To translate the somewhat complicated results, the semaglutide arm had a 21% increase in maximum walking distance vs an 8% increase in the placebo arm. That is about 26 m or 87 ft more distance with semaglutide. Semaglutide also improved the pain-free walking distance. (median of 14 meters extra). Quality of life scores improved more with semaglutide though the differences were modest. Participants in both treatment groups lost weight between baseline and week 52: There was a mean difference of 4.1kg in the semaglutide vs placebo arm. 

The authors concluded that semaglutide increased walking distance and called for more research on the mechanisms of benefit as well as further trials in patients without diabetes.

Comments 

I present these two trials in the same column because both were designed for positive results. Both delivered positive results, which will likely lead proponents to seek expanded indications for the two drugs. Yet neither trial added substantially to patient care. 

In the DapaTAVI trial, elderly patients with a high prevalence of cardiorenal co-morbidity were given dapagliflozin in an unblinded manner. After a year, dapagliflozin led to fewer heart failure events. There were no significant effects on cardiovascular death or all-cause death. Since “heart failure events” require clinical judgement, the lack of blinding could have affected the results. Drug trials need placebo comparisons. 

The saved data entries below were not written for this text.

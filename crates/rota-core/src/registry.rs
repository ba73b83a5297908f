//! [`SlotRegistry`]: assigns and removes course coordinators while keeping
//! at most one coordinator per slot.
//!
//! Slots are matched on exact (academic year, semester, section) and on
//! loose department equivalence. Assigning and removing within the same
//! (academic year, semester, section) is serialised through an async mutex,
//! and every multi-record write goes through [`FacultyDirectory::save_all`]
//! so an eviction and the new assignment land together or not at all.
//! Version conflicts re-run the whole operation a bounded number of times.

use std::{sync::Arc, time::Duration};

use chrono::{DateTime, Utc};
use serde::{Deserialize, Serialize};
use tokio::sync::OwnedMutexGuard;
use tracing::{debug, info, warn};
use uuid::Uuid;

use crate::{
  Error, Result,
  department::DepartmentResolver,
  directory::{FacultyDirectory, StoreError},
  faculty::{Assignment, Faculty, Slot},
  locks::{SlotKey, SlotLocks},
  role::Role,
};

// ─── Configuration ───────────────────────────────────────────────────────────

#[derive(Debug, Clone, Serialize, Deserialize)]
#[serde(default)]
pub struct RegistryConfig {
  /// Attempts per operation before giving up on version conflicts.
  pub max_attempts:    u32,
  /// How long to wait for another operation on the same slot.
  pub lock_timeout_ms: u64,
}

impl Default for RegistryConfig {
  fn default() -> Self {
    Self {
      max_attempts:    3,
      lock_timeout_ms: 5_000,
    }
  }
}

impl RegistryConfig {
  pub fn lock_timeout(&self) -> Duration {
    Duration::from_millis(self.lock_timeout_ms)
  }
}

// ─── Results ─────────────────────────────────────────────────────────────────

#[derive(Debug, Clone, Serialize)]
#[serde(rename_all = "camelCase")]
pub struct AssignmentResult {
  pub faculty_id:    Uuid,
  pub name:          String,
  pub academic_year: String,
  pub semester:      String,
  pub section:       String,
  /// The coordinator's own department, as stored on the assignment.
  pub department:    String,
  #[serde(flatten)]
  pub role:          Role,
}

#[derive(Debug, Clone, Serialize)]
#[serde(rename_all = "camelCase")]
pub struct RemovalResult {
  pub faculty_id: Uuid,
  #[serde(flatten)]
  pub role:       Role,
}

/// One row of [`SlotRegistry::list_assignments`].
#[derive(Debug, Clone, Serialize)]
#[serde(rename_all = "camelCase")]
pub struct AssignmentSummary {
  pub faculty_id:    Uuid,
  pub name:          String,
  pub department:    String,
  pub academic_year: String,
  pub semester:      String,
  pub section:       String,
  pub assigned_at:   DateTime<Utc>,
}

// ─── Attempt outcome ─────────────────────────────────────────────────────────

/// Outcome of one attempt at an operation: retry on a version conflict,
/// otherwise fail for good.
enum Attempt {
  Retry(String),
  Fail(Error),
}

impl From<Error> for Attempt {
  fn from(e: Error) -> Self { Self::Fail(e) }
}

fn stored<E: StoreError>(e: E) -> Attempt {
  if e.is_conflict() {
    Attempt::Retry(e.to_string())
  } else {
    Attempt::Fail(Error::persistence(e))
  }
}

// ─── Registry ────────────────────────────────────────────────────────────────

pub struct SlotRegistry<D> {
  directory: Arc<D>,
  resolver:  Arc<DepartmentResolver>,
  config:    RegistryConfig,
  locks:     SlotLocks,
}

impl<D: FacultyDirectory> SlotRegistry<D> {
  pub fn new(
    directory: Arc<D>,
    resolver: Arc<DepartmentResolver>,
    config: RegistryConfig,
  ) -> Self {
    Self {
      directory,
      resolver,
      config,
      locks: SlotLocks::default(),
    }
  }

  pub fn directory(&self) -> &Arc<D> { &self.directory }

  pub fn resolver(&self) -> &DepartmentResolver { &self.resolver }

  /// Make `faculty_id` the coordinator of `slot`, evicting any previous
  /// coordinator and removing stray duplicate claims. With `promote`, the
  /// faculty's role becomes `cc`.
  pub async fn assign_cc(
    &self,
    faculty_id: Uuid,
    slot: &Slot,
    promote: bool,
  ) -> Result<AssignmentResult> {
    slot.validate()?;
    let resolved = self.resolver.normalize(&slot.department);
    let _guard = self.lock_slot(slot).await?;

    let mut attempt = 1;
    loop {
      match self
        .try_assign_cc(faculty_id, slot, &resolved, promote)
        .await
      {
        Err(Attempt::Retry(reason)) => {
          self.on_conflict("assign_cc", &mut attempt, reason)?
        }
        done => return done.map_err(|e| self.give_up("assign_cc", e)),
      }
    }
  }

  /// Remove `faculty_id`'s claim on `slot`. When it was the last one, the
  /// faculty is restored to `restore` (or `teaching`).
  pub async fn remove_cc(
    &self,
    faculty_id: Uuid,
    slot: &Slot,
    restore: Option<Role>,
  ) -> Result<RemovalResult> {
    slot.validate()?;
    let resolved = self.resolver.normalize(&slot.department);
    let _guard = self.lock_slot(slot).await?;

    let mut attempt = 1;
    loop {
      match self
        .try_remove_cc(faculty_id, slot, &resolved, restore)
        .await
      {
        Err(Attempt::Retry(reason)) => {
          self.on_conflict("remove_cc", &mut attempt, reason)?
        }
        done => return done.map_err(|e| self.give_up("remove_cc", e)),
      }
    }
  }

  /// Every assignment held by faculty whose own department loosely matches
  /// `department`. A blank or absent query lists everything.
  ///
  /// Unlocked: a concurrent assignment may or may not be visible yet.
  pub async fn list_assignments(
    &self,
    department: Option<&str>,
  ) -> Result<Vec<AssignmentSummary>> {
    let query = department.map(str::trim).filter(|q| !q.is_empty());
    let faculties = self
      .directory
      .list_with_assignments()
      .await
      .map_err(Error::persistence)?;

    Ok(
      faculties
        .into_iter()
        .filter(|f| {
          query.is_none_or(|q| self.resolver.loosely_equal(&f.department, q))
        })
        .flat_map(|f| {
          let Faculty {
            id,
            name,
            department,
            cc_assignments,
            ..
          } = f;
          cc_assignments.into_iter().map(move |a| AssignmentSummary {
            faculty_id:    id,
            name:          name.clone(),
            department:    department.clone(),
            academic_year: a.academic_year,
            semester:      a.semester,
            section:       a.section,
            assigned_at:   a.assigned_at,
          })
        })
        .collect(),
    )
  }

  /// `HOD` → `teaching`; fails with [`Error::RoleMismatch`] otherwise.
  pub async fn remove_hod_role(&self, faculty_id: Uuid) -> Result<Faculty> {
    self
      .step_down(faculty_id, "remove_hod_role", Faculty::remove_hod)
      .await
  }

  /// `principal` → `teaching`; fails with [`Error::RoleMismatch`] otherwise.
  pub async fn remove_principal_role(&self, faculty_id: Uuid) -> Result<Faculty> {
    self
      .step_down(faculty_id, "remove_principal_role", Faculty::remove_principal)
      .await
  }

  pub async fn get_faculty(&self, faculty_id: Uuid) -> Result<Faculty> {
    self
      .directory
      .find_by_id(faculty_id)
      .await
      .map_err(Error::persistence)?
      .ok_or(Error::FacultyNotFound(faculty_id))
  }

  // ── Attempts ────────────────────────────────────────────────────────────

  async fn try_assign_cc(
    &self,
    faculty_id: Uuid,
    slot: &Slot,
    resolved: &str,
    promote: bool,
  ) -> Result<AssignmentResult, Attempt> {
    let mut faculty = self.fetch(faculty_id).await?;

    // The request's department only locates the faculty; their own
    // department is what gets stored.
    if !self.resolver.loosely_equal(&faculty.department, &slot.department)
      && !self.resolver.loosely_equal(&faculty.department, resolved)
    {
      return Err(
        Error::DepartmentMismatch {
          faculty:   faculty.department,
          requested: slot.department.clone(),
        }
        .into(),
      );
    }
    if !faculty.role.can_coordinate() {
      return Err(
        Error::RoleNotEligible {
          faculty_id,
          role: faculty.role,
        }
        .into(),
      );
    }

    let variants = department_variants(slot, resolved, &faculty.department);
    let claims = |a: &Assignment| self.claims(a, slot, &variants);
    let mut touched: Vec<Faculty> = Vec::new();

    let holders = self
      .directory
      .find_candidates_for_slot_cleanup(&self.resolver, &variants, Some(Role::Cc))
      .await
      .map_err(stored)?;
    for mut holder in holders {
      if holder.id == faculty_id || !holder.holds(&claims) {
        continue;
      }
      holder.remove_assignments(&claims);
      holder.demote_from_cc();
      info!(evicted = %holder.id, incoming = %faculty_id, %slot, "evicting previous coordinator");
      touched.push(holder);
    }

    let candidates = self
      .directory
      .find_candidates_for_slot_cleanup(&self.resolver, &variants, None)
      .await
      .map_err(stored)?;
    for mut candidate in candidates {
      if candidate.id == faculty_id || touched.iter().any(|t| t.id == candidate.id)
      {
        continue;
      }
      let removed = candidate.remove_assignments(&claims);
      if removed > 0 {
        debug!(faculty = %candidate.id, removed, %slot, "removed stray assignments");
        touched.push(candidate);
      }
    }

    let replaced = faculty.remove_assignments(&claims);
    if replaced > 0 {
      debug!(faculty = %faculty_id, replaced, %slot, "replacing existing claim");
    }
    faculty
      .cc_assignments
      .push(Assignment::new(slot, faculty.department.clone()));
    if promote {
      faculty.promote_to_cc()?;
    }
    touched.push(faculty);

    let faculty = self
      .directory
      .save_all(touched)
      .await
      .map_err(stored)?
      .into_iter()
      .find(|f| f.id == faculty_id)
      .ok_or(Error::FacultyNotFound(faculty_id))?;

    info!(faculty = %faculty_id, %slot, role = %faculty.role, "assigned coordinator");
    Ok(AssignmentResult {
      faculty_id,
      name: faculty.name,
      academic_year: slot.academic_year.clone(),
      semester: slot.semester.clone(),
      section: slot.section.clone(),
      department: faculty.department,
      role: faculty.role,
    })
  }

  async fn try_remove_cc(
    &self,
    faculty_id: Uuid,
    slot: &Slot,
    resolved: &str,
    restore: Option<Role>,
  ) -> Result<RemovalResult, Attempt> {
    let mut faculty = self.fetch(faculty_id).await?;
    let variants = department_variants(slot, resolved, &faculty.department);

    // Every matching entry goes, in case duplicates predate dedup.
    let removed =
      faculty.remove_assignments(|a| self.claims(a, slot, &variants));
    if removed == 0 {
      return Err(
        Error::AssignmentNotFound {
          faculty_id,
          slot: slot.to_string(),
        }
        .into(),
      );
    }
    if faculty.cc_assignments.is_empty() {
      faculty.restore_after_last_assignment_removed(restore);
    }

    let faculty = self.directory.save(faculty).await.map_err(stored)?;
    info!(faculty = %faculty_id, %slot, removed, role = %faculty.role, "removed coordinator assignment");
    Ok(RemovalResult {
      faculty_id,
      role: faculty.role,
    })
  }

  async fn step_down(
    &self,
    faculty_id: Uuid,
    op: &'static str,
    transition: fn(&mut Faculty) -> Result<()>,
  ) -> Result<Faculty> {
    let mut attempt = 1;
    loop {
      match self.try_step_down(faculty_id, op, transition).await {
        Err(Attempt::Retry(reason)) => {
          self.on_conflict(op, &mut attempt, reason)?
        }
        done => return done.map_err(|e| self.give_up(op, e)),
      }
    }
  }

  async fn try_step_down(
    &self,
    faculty_id: Uuid,
    op: &'static str,
    transition: fn(&mut Faculty) -> Result<()>,
  ) -> Result<Faculty, Attempt> {
    let mut faculty = self.fetch(faculty_id).await?;
    transition(&mut faculty)?;
    let faculty = self.directory.save(faculty).await.map_err(stored)?;
    info!(faculty = %faculty_id, op, role = %faculty.role, "administrative role removed");
    Ok(faculty)
  }

  // ── Helpers ─────────────────────────────────────────────────────────────

  async fn fetch(&self, faculty_id: Uuid) -> Result<Faculty, Attempt> {
    self
      .directory
      .find_by_id(faculty_id)
      .await
      .map_err(stored)?
      .ok_or(Attempt::Fail(Error::FacultyNotFound(faculty_id)))
  }

  /// Whether `a` is a claim on `slot` under any of the department spellings.
  fn claims(&self, a: &Assignment, slot: &Slot, variants: &[String]) -> bool {
    a.same_period(slot)
      && variants
        .iter()
        .any(|v| self.resolver.loosely_equal(&a.department, v))
  }

  /// Every department shares the period's lock, so two spellings that match
  /// loosely can never run side by side.
  async fn lock_slot(&self, slot: &Slot) -> Result<OwnedMutexGuard<()>> {
    self
      .locks
      .acquire(slot_key(slot), self.config.lock_timeout())
      .await
  }

  /// Log a conflict and advance `attempt`, or fail once attempts run out.
  fn on_conflict(
    &self,
    op: &'static str,
    attempt: &mut u32,
    reason: String,
  ) -> Result<()> {
    let max = self.config.max_attempts.max(1);
    if *attempt >= max {
      warn!(op, attempts = max, %reason, "giving up after repeated conflicts");
      return Err(Error::Concurrency(format!(
        "{op} gave up after {max} conflicting attempts"
      )));
    }
    warn!(op, attempt = *attempt, %reason, "write conflict; retrying");
    *attempt += 1;
    Ok(())
  }

  fn give_up(&self, op: &'static str, attempt: Attempt) -> Error {
    match attempt {
      Attempt::Fail(e) => e,
      Attempt::Retry(reason) => {
        Error::Concurrency(format!("{op} conflicted: {reason}"))
      }
    }
  }
}

fn slot_key(slot: &Slot) -> SlotKey {
  SlotKey {
    academic_year: slot.academic_year.clone(),
    semester:      slot.semester.clone(),
    section:       slot.section.clone(),
  }
}

/// The requested spelling, its canonical form and the faculty's own
/// department, without repeats.
fn department_variants(slot: &Slot, resolved: &str, own: &str) -> Vec<String> {
  let mut variants: Vec<String> = Vec::with_capacity(3);
  for v in [slot.department.as_str(), resolved, own] {
    if !variants.iter().any(|seen| seen == v) {
      variants.push(v.to_owned());
    }
  }
  variants
}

Yet, I see an even more glaring limitation with DapaTAVI. We know that the SGLT2 inhibitors have a diuretic effect. If you give such a drug to any post-cardiac-procedure patient who has a high prevalence of cardiac or renal disease, you should expect a reduction in future heart failure encounters. We know this from previous trials. The specific procedure in this trial was TAVI, but it could have been cardiac bypass, atrial fibrillation ablation, coronary stenting, or any number of others.

I worry that DapaTAVI will be used to expand the indication to post-TAVI patients. I do not believe the level of evidence supports the indication. 

The STRIDE trial tested the effect of semaglutide on a subjective endpoint of walking distance. 

When I queried both my vascular surgeon friend and my large language model AI program (Claude), both emphasized the importance of blinding when measuring walking distance on a treadmill. Blinding is important because exercise time is subjective. A motivated patient or treadmill supervisor could easily eek out another few meters — which was the delta in this trial.

Blinding is a big challenge in trials of GLP-1 drugs. The weight loss and gastrointestinal symptoms of this drug class are well established — and likely allow patients to know their treatment arm. The placebo effect then makes assessing something like walking time (and quality of life) difficult. Yet even with possible placebo effects, the increase in walking time and quality of life scores with semaglutide are decidedly modest, and essentially similar to the old drug cilostazol

Semaglutide proponents would argue that its proven cardiovascular benefits make it a better choice for claudication than the black-boxed-labeled cilostazol. I counter that the small increases in STRIDE could have been due to placebo effect. And semaglutide costs many fold more than cilostazol — or a supervised exercise program.

Do Better 

Drug developers can be proud of SGLT2 inhibitors and GLP-1 agonists. It’s good that we have these new treatment options. 

While we laud investigators for conducting trials, expansion of drug indications should require methodologically robust studies which deliver clinically meaningful effect sizes. 

Neither DapaTAVI nor STRIDE rise to this level. 

John Mandrola practices cardiac electrophysiology in Louisville Kentucky and is a writer and podcaster for Medscape. He espouses a conservative approach to medical practice. He participates in clinical research and writes often about the state of medical evidence.